The I-R hybrid dysgenesis system. (A) Crossing scheme to generate nondysgenic (left) and dysgenic (right) progeny. Small RNA libraries were made from flies indicated by asterisks. Bar diagrams indicate fertility analysis of parental and F1 females on the basis of egg hatching rates. n, number of counted eggs. (B) Immunofluorescence for I-element ORF1 (green) is shown for nondysgenic (RSF) and dysgenic (SF) daughters. Oo, oocyte; NC, nurse cells.

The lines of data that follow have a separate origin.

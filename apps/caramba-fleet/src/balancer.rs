use caramba_db::models::groups::{NodeGroup, SelectionPolicy};
use caramba_db::models::node::Node;
use rand::rngs::StdRng;
use rand::{Rng, RngCore, SeedableRng};
use std::collections::{HashMap, HashSet};
use std::sync::{Mutex, PoisonError};

use crate::error::{FleetError, FleetResult};

/// Picks a target node from a snapshot of candidates. Never mutates nodes;
/// the only state is the round-robin cursors and the random source.
///
/// Candidates are expected in ascending id order, which is how the registry
/// hands out group members. Round-robin position and weighted draws index
/// into that order.
pub struct LoadBalancer {
    cursors: Mutex<HashMap<i64, usize>>,
    rng: Mutex<Box<dyn RngCore + Send>>,
}

impl LoadBalancer {
    pub fn new(seed: Option<u64>) -> Self {
        match seed {
            Some(seed) => Self::with_rng(StdRng::seed_from_u64(seed)),
            None => Self::with_rng(StdRng::from_os_rng()),
        }
    }

    pub fn with_rng(rng: impl RngCore + Send + 'static) -> Self {
        Self {
            cursors: Mutex::new(HashMap::new()),
            rng: Mutex::new(Box::new(rng)),
        }
    }

    pub fn select_node(
        &self,
        group: &NodeGroup,
        candidates: &[Node],
        exclude: &HashSet<i64>,
    ) -> FleetResult<Node> {
        let mut eligible: Vec<&Node> = candidates
            .iter()
            .filter(|n| n.is_selectable() && !exclude.contains(&n.id))
            .collect();
        if eligible.is_empty() {
            return Err(FleetError::CapacityExhausted {
                scope: format!("group {}", group.name),
            });
        }

        let picked = match group.policy {
            SelectionPolicy::RoundRobin => self.round_robin(group.id, &eligible),
            SelectionPolicy::LeastLoaded => least_loaded(&eligible),
            SelectionPolicy::WeightedRandom => self.weighted_random(&eligible),
            SelectionPolicy::BestLatency => best_latency(&eligible),
        };
        Ok(picked.clone())
    }

    fn round_robin<'a>(&self, group_id: i64, eligible: &[&'a Node]) -> &'a Node {
        let mut cursors = self.cursors.lock().unwrap_or_else(PoisonError::into_inner);
        let cursor = cursors.entry(group_id).or_insert(0);
        let picked = eligible[*cursor % eligible.len()];
        *cursor = cursor.wrapping_add(1);
        picked
    }

    fn weighted_random<'a>(&self, eligible: &[&'a Node]) -> &'a Node {
        let total: u64 = eligible.iter().map(|n| u64::from(n.effective_weight())).sum();
        let mut draw = {
            let mut rng = self.rng.lock().unwrap_or_else(PoisonError::into_inner);
            rng.random_range(0..total)
        };
        for node in eligible {
            let weight = u64::from(node.effective_weight());
            if draw < weight {
                return node;
            }
            draw -= weight;
        }
        eligible[eligible.len() - 1]
    }
}

fn least_loaded<'a>(eligible: &[&'a Node]) -> &'a Node {
    eligible
        .iter()
        .min_by_key(|n| (n.current_load, n.id))
        .copied()
        .unwrap_or(eligible[0])
}

fn best_latency<'a>(eligible: &[&'a Node]) -> &'a Node {
    eligible
        .iter()
        .min_by_key(|n| (n.last_latency_ms.unwrap_or(i32::MAX), n.current_load, n.id))
        .copied()
        .unwrap_or(eligible[0])
}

A piRNA amplification loop between active I-elements and ancestral fragments. (A) Density profile of piRNAs matching the I-element with up to five mismatches (left) and profiles for those species with zero (top right) or at least one mismatch (below) to the active element (sense/antisense fractions in red and green) are shown. Profiles below indicate species that have the potential (upper) or must (lower) derive from the 42AB piRNA cluster. I-element fragments contained within the 42AB cluster are indicated in red. (B) Shown are fractions of I-element piRNAs from w¹¹¹⁸, w^K mothers, and SF daughters (right) that match the active sequence with the indicated number of mismatches, split into sense (+) and antisense (−). (C) (Right) All I-element fragments in the Release 5 genome sequence [split into modern insertions (blue) and ancestral fragments (black) and sorted by chromosomal position] are shown (gray coloring indicates heterochromatic; HC, heterochromatin; p. HC, pericentromeric HC). Red fragments map to the 42AB piRNA cluster. (Left) Bar diagrams indicate the density of piRNAs mapping uniquely to the ancestral fragments shown at right (42AB fragments in red). As fragments with high piRNA density were not more divergent overall, clustering in 42AB is not an artifact of analysis (fig. S7).